La digitalización ha cambiado las reglas impositivas y, por ende, las reglas sobre el reparto y redistribución de la riqueza obtenida a través de los negocios. La desvinculación entre acto impositivo y residencia fiscal, una consecuencia directa de la explosión de las ventas por medio electrónicos, ha dinamitado sistemas tributarios con más de cien años de vigencia.
Como consecuencia, empresas milmillonarias y con colosales beneficios han encontrado en la digitalización una fórmula perfecta para no pagar impuestos (o al menos, para dichos pagos sean irrisorios en comparación con los beneficios). Aunando ingeniera fiscal y vacíos regulatorios han logrado burlar a los Estados, aminorando los recursos de los tesoros públicos, imprescindibles para sostener las cuatro patas del Estado del bienestar. Además, se ha consolidado un trato discriminatorio con las empresas tradicionales, configurando un incoherente marco competitivo que acaba siendo negativo para todos: empresas más débiles supone menor creación de empleo y tensiones salariales; y como consecuencia, descenso del consumo interno y cotizaciones sociales inferiores. Hablamos de un agujero que podría alcanzar los 240.000 millones de dólares anuales en el mundo (del orden de un 10% de la recaudación global del impuesto sobre sociedades, según la OCDE).
Sin pretender caer en una burda demagogia, es fácil fantasear con lo que podríamos hacer con tal cantidad de dinero cada año (ayudas a la competitividad, mejoras sociales en educación y sanidad, impulso a la digitalización, cursos de recualificación laboral y un larguísimo etcétera).
La comunidad internacional lleva casi una década asistiendo impávida a esta elusión fiscal, eso sí, declarando solemnemente la necesidad de reparar esta deriva. FMI, Banco Mundial, OCDE y Unión Europea teorizan sobre conceptos como traslado de beneficios o erosión de la base imponible, proponiendo medidas que nunca superan el umbral de la reflexión.

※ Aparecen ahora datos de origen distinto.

use dotenvy::dotenv;
use roommate_tracker::{
    cache::LocalCache,
    client::{LiveSummary, RoommateApp},
    config::{self, database},
    core::report::format_net_balance,
    errors::{Error, Result},
    notifications::ExpoPushClient,
    realtime::ChangeFeed,
};
use std::{env, sync::Arc};
use tracing::{error, info, warn};
use tracing_subscriber::EnvFilter;

#[tokio::main]
async fn main() -> Result<()> {
    // 1. Initialize tracing (as early as possible)
    tracing_subscriber::fmt()
        .with_env_filter(
            EnvFilter::try_from_default_env().unwrap_or_else(|_| EnvFilter::new("info")),
        )
        .init();

    // 2. Load .env file, env vars can also be set externally
    dotenv().ok();

    // 3. Load the application configuration
    let app_config = config::load_default_config()
        .inspect_err(|e| error!("Critical error loading application configuration: {}", e))?;
    info!("Successfully processed application configuration.");

    // 4. Connect backend and local cache
    std::fs::create_dir_all("data")?;
    let backend_url = database::get_database_url(app_config.backend.database_url.as_deref());
    let db = database::create_connection(&backend_url)
        .await
        .inspect_err(|e| error!("Failed to connect to backend database: {}", e))?;
    database::create_backend_tables(&db)
        .await
        .inspect(|_| info!("Backend database initialized successfully."))
        .inspect_err(|e| error!("Failed to initialize backend database: {}", e))?;

    let cache_url = database::get_cache_database_url(app_config.cache.database_url.as_deref());
    let cache_db = database::create_connection(&cache_url)
        .await
        .inspect_err(|e| error!("Failed to connect to local cache: {}", e))?;
    let cache = LocalCache::open(cache_db, app_config.cache.start_online)
        .await
        .inspect_err(|e| error!("Failed to initialize local cache: {}", e))?;

    // 5. Build the application facade
    let notifier = ExpoPushClient::new(&app_config.notifications)?;
    let app = Arc::new(RoommateApp::new(
        Arc::new(db),
        Arc::new(cache),
        ChangeFeed::new(),
        notifier,
        &app_config,
    ));

    // 6. Sign in: stored session first, then credentials from the environment
    let user = match app.restore_session().await {
        Some(user) => user,
        None => {
            let email = env::var("ROOMMATE_EMAIL")
                .inspect_err(|e| error!("ROOMMATE_EMAIL not found: {}", e))
                .map_err(|_| Error::NotAuthenticated)?;
            let password = env::var("ROOMMATE_PASSWORD")
                .inspect_err(|e| error!("ROOMMATE_PASSWORD not found: {}", e))
                .map_err(|_| Error::NotAuthenticated)?;
            app.sign_in(&email, &password).await?
        }
    };
    info!(user_id = %user.id, "Signed in as {}", user.name);

    // 7. Report every room
    let rooms = app.rooms().await;
    if rooms.is_empty() {
        warn!("No rooms yet, create one or join with an invite code");
        return Ok(());
    }
    for entry in &rooms {
        let Some(summary) = app.summary(Some(&entry.room.id)).await else {
            continue;
        };
        info!(
            room = %entry.room.name,
            invite_code = %entry.room.invite_code,
            members = entry.member_count,
            "Net balance {}",
            format_net_balance(summary.totals.net_balance)
        );
        for balance in &summary.balances {
            info!(
                "  {} ({}): {}",
                balance.user_name,
                balance.user_email,
                format_net_balance(balance.net_balance)
            );
        }
    }

    // 8. Follow the first room until Ctrl-C
    let room = &rooms[0].room;
    let mut live = LiveSummary::spawn(Arc::clone(&app), room.id.as_str());
    info!("Following '{}', press Ctrl-C to stop", room.name);
    loop {
        tokio::select! {
            summary = live.changed() => {
                let Some(summary) = summary else { break };
                info!(
                    room = %room.name,
                    "Net balance {}",
                    format_net_balance(summary.totals.net_balance)
                );
            }
            _ = tokio::signal::ctrl_c() => {
                info!("Shutting down");
                break;
            }
        }
    }
    live.close();

    let pending = app.cache().pending_sync_count().await;
    if pending > 0 {
        warn!("{} writes still waiting to sync", pending);
    }
    Ok(())
}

Entretanto, se ha instalado una agresiva competitividad fiscal entre países, que ante tal vacío regulatorio ofrecen a las empresas tecnológicas gravámenes ínfimos al objeto de llevarse su parte del pastel. Con todo, los verdaderos ganadores de esta inacción, además de las citadas compañías de corte digital, son los paraísos fiscales, que disfrutan del edén 4.0.
Esta falta de acción internacional ha llevado a muchos Estados a plantearse la adopción de medidas paliativas que cesen esta sangría económica. Francia, Italia, Reino Unido, Hungría, India, Corea del Sur, Australia, Nueva Zelanda, México o Chile han activado o propuesto algún tipo de tasa digital, normalmente asociada a un impuesto sobre el consumo. Un parche que desde luego no solventa el problema a medio ni a largo plazo, pero que al menos pone coto a estas prácticas insolidarias. De este mismo tipo es la propuesta española, que bajo el título de Impuesto sobre Determinados Servicios Digitales (ISD) pretende recuperar una parte de estos huidizos beneficios. Muchas voces opinan que un impuesto de esta tipología dañaría nuestra competitividad. Arguyen que en un mundo tan tecnoglobalizado, si se estipulan condiciones más restrictivas que los países de nuestro entorno, los negocios acabarán migrando hacia donde se sientan más cómodos, lo que penalizaría nuestro progreso digital. Añaden que los principales perjudicados por el ISD serían los ciudadanos de rentas bajas y las pymes, para finalizar afirmando que la unilateralidad no es el camino y que lo conveniente sería esperar a una tasa digital “consensuada e internacional”.
Todos estos argumentos presentan inconvenientes. Por un lado, la huida de los negocios hacia países con mejores tratamientos fiscales no podría ser la consecuencia de un nuevo impuesto: ya es una realidad. Las facilidades de Luxemburgo, Países Bajos o Irlanda (algunos investidos en forma de escándalo) son cosa del presente. La nueva tasa nacería, precisamente, para acotar estas prácticas. Además, resulta difícil conciliar cómo la ISD afectaría más a las pequeñas empresas y a la ciudadanía.
Precisamente son las primeras las que más se quejan de la competencia que suponen los monopolios tecnológicos y no es menos el clamor de las grandes compañías cuando se habla de trato fiscal discriminatorio. Otro tanto podríamos decir sobre los ciudadanos de rentas bajas: sería el colectivo más beneficiado si la nueva tasa se traduce en mejores servicios sociales. Aquí encajaría a la perfección la propuesta de nuestra organización de usar el ISD para alimentar la hucha de las pensiones. Sería la representación perfecta de cómo poner los beneficios de la tecnología al servicio de las personas.
El argumento de esperar a una solución internacional pierde peso cuando se observa la experiencia gala. Francia recaudará más de 1.000 millones de euros en dos años, con el simple compromiso de liquidar diferencias, en el caso de las hubiere, si se consensua un gravamen internacional tipo. Se trata de unos recursos que no nos podemos permitirnos el lujo de perder por esperar a terceros. Es una oportunidad para financiar nuestro modelo de sociedad que no se puede desaprovechar.
Como ya hemos apuntado, las tasas digitales al consumo son parches temporales. El futuro de la fiscalidad empresarial debe evolucionar hacia un marco más integral y holístico, teniendo en cuenta, además de la emergencia de los mercados digitales, la tendencia a considerar las empresas con menos personas trabajadoras como más valiosas.
Un buen camino sería el que apunta la Comisión Europea, que propone bases imponibles empresariales con niveles mínimos de tributación y condicionadas al número de personas contratadas y sus remuneraciones. Estamos ante una oportunidad de reconducir nuestros sistemas tributarios para hacerlos justos y equitativos, otorgándoles su verdadera finalidad: redistribuir la riqueza y financiar nuestro modelo social.